Más del 70% de los niños dice vivir violencia en sus hogares

Hoy se conmemora el Día Internacional de los Niños Víctimas Inocentes de Agresión, una fecha en la que se busca la reflexión a nivel mundial respecto de niñas, niños y adolescentes que sufren distintas formas de violencia.

En Chile, se puede constatar que el maltrato infantil afecta transversalmente a niños, niñas y adolescentes de todos los sectores sociales, ya que el 77% de ellos dice vivir violencia en sus hogares. Así lo señala la docente de la Escuela de Psicología de la Universidad del Pacífico, Guila Sosman.

Por lo mismo, la experta en atención y evaluación psicológica de personas víctimas de expresiones de violencia y vulneración de derechos, advierte sobre la importancia de que los adultos tomen conciencia de la forma en que están educando, formando y cuidando a niños y niñas, y de cómo ello impacta en sus vidas. “La violencia hacia los niños y niñas no se encuentra únicamente en zonas de guerra o en realidades sociales precarias, sino que es parte de la realidad cotidiana de muchos de los hogares de Chile y está en nuestras manos como padres y madres el contribuir a la formación de jóvenes distintos, mejores, que resuelvan sus conflictos sin violencia y de manera más justa”, indica la especialista.

A propósito del 4° Estudio de Maltrato Infantil del Fondo de las Naciones Unidas para la Infancia (UNICEF) del año 2012, Sosman indica que un 51.5% de los niños y niñas sufre algún tipo de violencia física, como cachetadas, zamarreos, empujones o jalones de pelo, y que el 25.9% sufre violencia física grave, entendida como golpizas, agresiones con cuchillo o quemaduras.

Al revisar estos datos, no es posible negar que este problema es de una gran relevancia a nivel social. “El maltrato infantil es una de las más graves vulneraciones de derechos que afecta a los niños y niñas de nuestro país, generando graves daños en su desarrollo y crecimiento; afectando la relación con sus padres, pares y entorno social más directo, como también su salud física y mental, provocando un deterioro generalizado en su calidad de vida presente y futura”, precisa la psicóloga.

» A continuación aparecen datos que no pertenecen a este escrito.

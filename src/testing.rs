//! In-memory doubles for the backend, notification host and OS surface.

use std::sync::{
    Mutex,
    atomic::{AtomicBool, AtomicUsize, Ordering},
};

use async_trait::async_trait;
use chrono::Utc;
use reqwest::StatusCode;
use tokio::sync::Notify;

use crate::{
    backend::{Backend, BackendError, Result},
    models::{BackendHealth, DashboardSnapshot, GithubStatus, NewTrigger, Trigger},
    notifications::{Notification, NotificationHost, Permission},
    worker::NotificationSurface,
};

fn unavailable() -> BackendError {
    BackendError::Status {
        status: StatusCode::SERVICE_UNAVAILABLE,
        message: "backend unavailable".to_string(),
    }
}

pub fn snapshot(has_commits_today: bool) -> DashboardSnapshot {
    DashboardSnapshot {
        username: Some("octo".to_string()),
        github: Some(GithubStatus {
            has_commits_today,
            commit_count: u32::from(has_commits_today),
            commits: Vec::new(),
        }),
        leetcode: None,
        last_updated: Utc::now(),
    }
}

/// Backend holding triggers in memory. Dashboard reads can be made to fail
/// or to park until released.
#[derive(Default)]
pub struct FakeBackend {
    snapshot: Mutex<Option<DashboardSnapshot>>,
    triggers: Mutex<Vec<Trigger>>,
    next_id: AtomicUsize,
    pub dashboard_calls: AtomicUsize,
    pub trigger_reads: AtomicUsize,
    fail_reads: AtomicBool,
    fail_writes: AtomicBool,
    park_dashboard: AtomicBool,
    pub entered: Notify,
    pub release: Notify,
}

impl FakeBackend {
    pub fn with_snapshot(snapshot: DashboardSnapshot) -> Self {
        let backend = Self::default();
        backend.set_snapshot(snapshot);
        backend
    }

    pub fn set_snapshot(&self, snapshot: DashboardSnapshot) {
        *self.snapshot.lock().unwrap() = Some(snapshot);
    }

    pub fn fail_reads(&self, fail: bool) {
        self.fail_reads.store(fail, Ordering::SeqCst);
    }

    pub fn fail_writes(&self, fail: bool) {
        self.fail_writes.store(fail, Ordering::SeqCst);
    }

    pub fn park_dashboard(&self, park: bool) {
        self.park_dashboard.store(park, Ordering::SeqCst);
    }

    pub fn dashboard_calls(&self) -> usize {
        self.dashboard_calls.load(Ordering::SeqCst)
    }
}

#[async_trait]
impl Backend for FakeBackend {
    async fn dashboard(&self, _username: &str) -> Result<DashboardSnapshot> {
        self.dashboard_calls.fetch_add(1, Ordering::SeqCst);
        if self.park_dashboard.load(Ordering::SeqCst) {
            self.entered.notify_one();
            self.release.notified().await;
        }
        if self.fail_reads.load(Ordering::SeqCst) {
            return Err(unavailable());
        }
        self.snapshot.lock().unwrap().clone().ok_or_else(unavailable)
    }

    async fn triggers(&self, username: &str) -> Result<Vec<Trigger>> {
        self.trigger_reads.fetch_add(1, Ordering::SeqCst);
        if self.fail_reads.load(Ordering::SeqCst) {
            return Err(unavailable());
        }
        Ok(self
            .triggers
            .lock()
            .unwrap()
            .iter()
            .filter(|trigger| trigger.username == username)
            .cloned()
            .collect())
    }

    async fn create_trigger(&self, trigger: &NewTrigger) -> Result<Option<String>> {
        if self.fail_writes.load(Ordering::SeqCst) {
            return Err(unavailable());
        }
        let id = self.next_id.fetch_add(1, Ordering::SeqCst) + 1;
        let created = Trigger {
            id: format!("trigger-{id}"),
            platform: trigger.platform,
            username: trigger.username.clone(),
            trigger_time: trigger.trigger_time.to_string(),
            enabled: trigger.enabled,
            created_at: None,
        };
        let id = created.id.clone();
        self.triggers.lock().unwrap().push(created);
        Ok(Some(id))
    }

    async fn delete_trigger(&self, id: &str) -> Result<()> {
        if self.fail_writes.load(Ordering::SeqCst) {
            return Err(unavailable());
        }
        let mut triggers = self.triggers.lock().unwrap();
        let before = triggers.len();
        triggers.retain(|trigger| trigger.id != id);
        if triggers.len() == before {
            return Err(BackendError::Status {
                status: StatusCode::NOT_FOUND,
                message: "Trigger not found".to_string(),
            });
        }
        Ok(())
    }

    async fn health(&self) -> Result<BackendHealth> {
        Ok(BackendHealth {
            status: "healthy".to_string(),
            github_token_configured: true,
        })
    }
}

pub struct RecordingHost {
    supported: bool,
    permission: Mutex<Permission>,
    pub shown: Mutex<Vec<Notification>>,
    pub closed: Mutex<Vec<String>>,
}

impl RecordingHost {
    pub fn new(permission: Permission) -> Self {
        Self {
            supported: true,
            permission: Mutex::new(permission),
            shown: Mutex::new(Vec::new()),
            closed: Mutex::new(Vec::new()),
        }
    }

    pub fn unsupported() -> Self {
        Self {
            supported: false,
            ..Self::new(Permission::Default)
        }
    }

    pub fn set_permission(&self, permission: Permission) {
        *self.permission.lock().unwrap() = permission;
    }

    pub fn shown(&self) -> Vec<Notification> {
        self.shown.lock().unwrap().clone()
    }

    pub fn closed(&self) -> Vec<String> {
        self.closed.lock().unwrap().clone()
    }
}

#[async_trait]
impl NotificationHost for RecordingHost {
    fn is_supported(&self) -> bool {
        self.supported
    }

    async fn permission(&self) -> Permission {
        *self.permission.lock().unwrap()
    }

    async fn request_permission(&self) -> Permission {
        *self.permission.lock().unwrap()
    }

    async fn show(&self, notification: &Notification) -> anyhow::Result<()> {
        self.shown.lock().unwrap().push(notification.clone());
        Ok(())
    }

    async fn close(&self, tag: &str) -> anyhow::Result<()> {
        self.closed.lock().unwrap().push(tag.to_string());
        Ok(())
    }

    async fn record_decision(&self, permission: Permission) {
        self.set_permission(permission);
    }
}

#[derive(Debug, Clone, PartialEq, Eq)]
pub enum SurfaceCall {
    Claim,
    Show(Notification),
    Close(String),
    Open(String),
}

#[derive(Default)]
pub struct RecordingSurface {
    calls: Mutex<Vec<SurfaceCall>>,
    fail: bool,
}

impl RecordingSurface {
    pub fn failing() -> Self {
        Self {
            calls: Mutex::new(Vec::new()),
            fail: true,
        }
    }

    fn record(&self, call: SurfaceCall) -> anyhow::Result<()> {
        self.calls.lock().unwrap().push(call);
        if self.fail {
            anyhow::bail!("surface unavailable");
        }
        Ok(())
    }

    pub fn calls(&self) -> Vec<SurfaceCall> {
        self.calls.lock().unwrap().clone()
    }

    pub fn shown(&self) -> Vec<Notification> {
        self.calls()
            .into_iter()
            .filter_map(|call| match call {
                SurfaceCall::Show(notification) => Some(notification),
                _ => None,
            })
            .collect()
    }

    pub fn opened(&self) -> Vec<String> {
        self.calls()
            .into_iter()
            .filter_map(|call| match call {
                SurfaceCall::Open(url) => Some(url),
                _ => None,
            })
            .collect()
    }
}

#[async_trait]
impl NotificationSurface for RecordingSurface {
    async fn claim_clients(&self) -> anyhow::Result<()> {
        self.record(SurfaceCall::Claim)
    }

    async fn show(&self, notification: &Notification) -> anyhow::Result<()> {
        self.record(SurfaceCall::Show(notification.clone()))
    }

    async fn close(&self, tag: &str) -> anyhow::Result<()> {
        self.record(SurfaceCall::Close(tag.to_string()))
    }

    async fn open_window(&self, url: &str) -> anyhow::Result<()> {
        self.record(SurfaceCall::Open(url.to_string()))
    }
}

En este sentido, mientras en distintos contextos personales, profesionales y también en los medios de comunicación escuchamos apreciaciones negativas respecto de la pérdida de valores, de disciplina, de inocencia, de falta de comunicación y excesivo uso de las redes sociales de la niñez y juventud actual, la docente de la Universidad del Pacífico cuestiona la actitud de muchos adultos. “No nos preguntarnos acerca de nuestro rol como cuidadores y cuidadoras de esta niñez y en qué medida hemos abierto el camino para que ingresen nuestros niños y niñas a una sociedad cada vez más compleja, exigente y dinámica”, puntualiza.

Guila Sosman explica que este mismo escenario también ha dado pie para que aparezca, de vez en cuando, un antiguo anhelo por mayor disciplina o por volver a los métodos de antes. “Es así como surgen voces que advierten que un palmetazo en el momento adecuado asegura que el hijo aprenderá la lección. Lamentablemente, aún hoy, está validado el palmetazo, el tirón de orejas o la ducha fría para castigar al niño o niña que no sigue las órdenes de los padres, sin tomar conciencia de que estas acciones son, sin ninguna duda, agresiones físicas e implican el ejercicio de maltrato infantil”, advierte la experta.

Otras formas de maltrato que sufren los niños y niñas tienen que ver con la negligencia y la falta de cuidado, señala la docente de la Escuela de Psicología de la Universidad del Pacífico. “Esta forma de violencia en general es de más difícil detección, no obstante la falta de atención o cuidado a las necesidades básicas de un niño, como es la salud, la educación y la alimentación, también es una forma de maltrato infantil grave y violento”, indica.

Sosman agrega que los niños y niñas agredidos de cualquier forma, ya sea física, psicológica o sexualmente, entre otras, presentan efectos en su juventud y adultez, favoreciendo un terreno fértil para futuros adultos con una autoestima negativa, baja tolerancia a la frustración, inadecuado manejo de las emociones y la agresión, dificultades en el establecimiento de vínculos profundos con otros e impulsividad, entre muchos otros problemas, los cuales han sido ampliamente investigados y corroborados por la psicología y la neurociencia.

Por ello, la psicóloga no avala ningún tipo de violencia. “Aún se escuchan ideas insertas de manera transversal en la sociedad, que señalan que nuestros padres y abuelos aprendieron bajo el rigor del castigo físico, sin que esto haya implicado algún efecto en su salud mental, lo cual es al menos cuestionable”, concluye la docente de la Escuela de Psicología de la Universidad del Pacífico.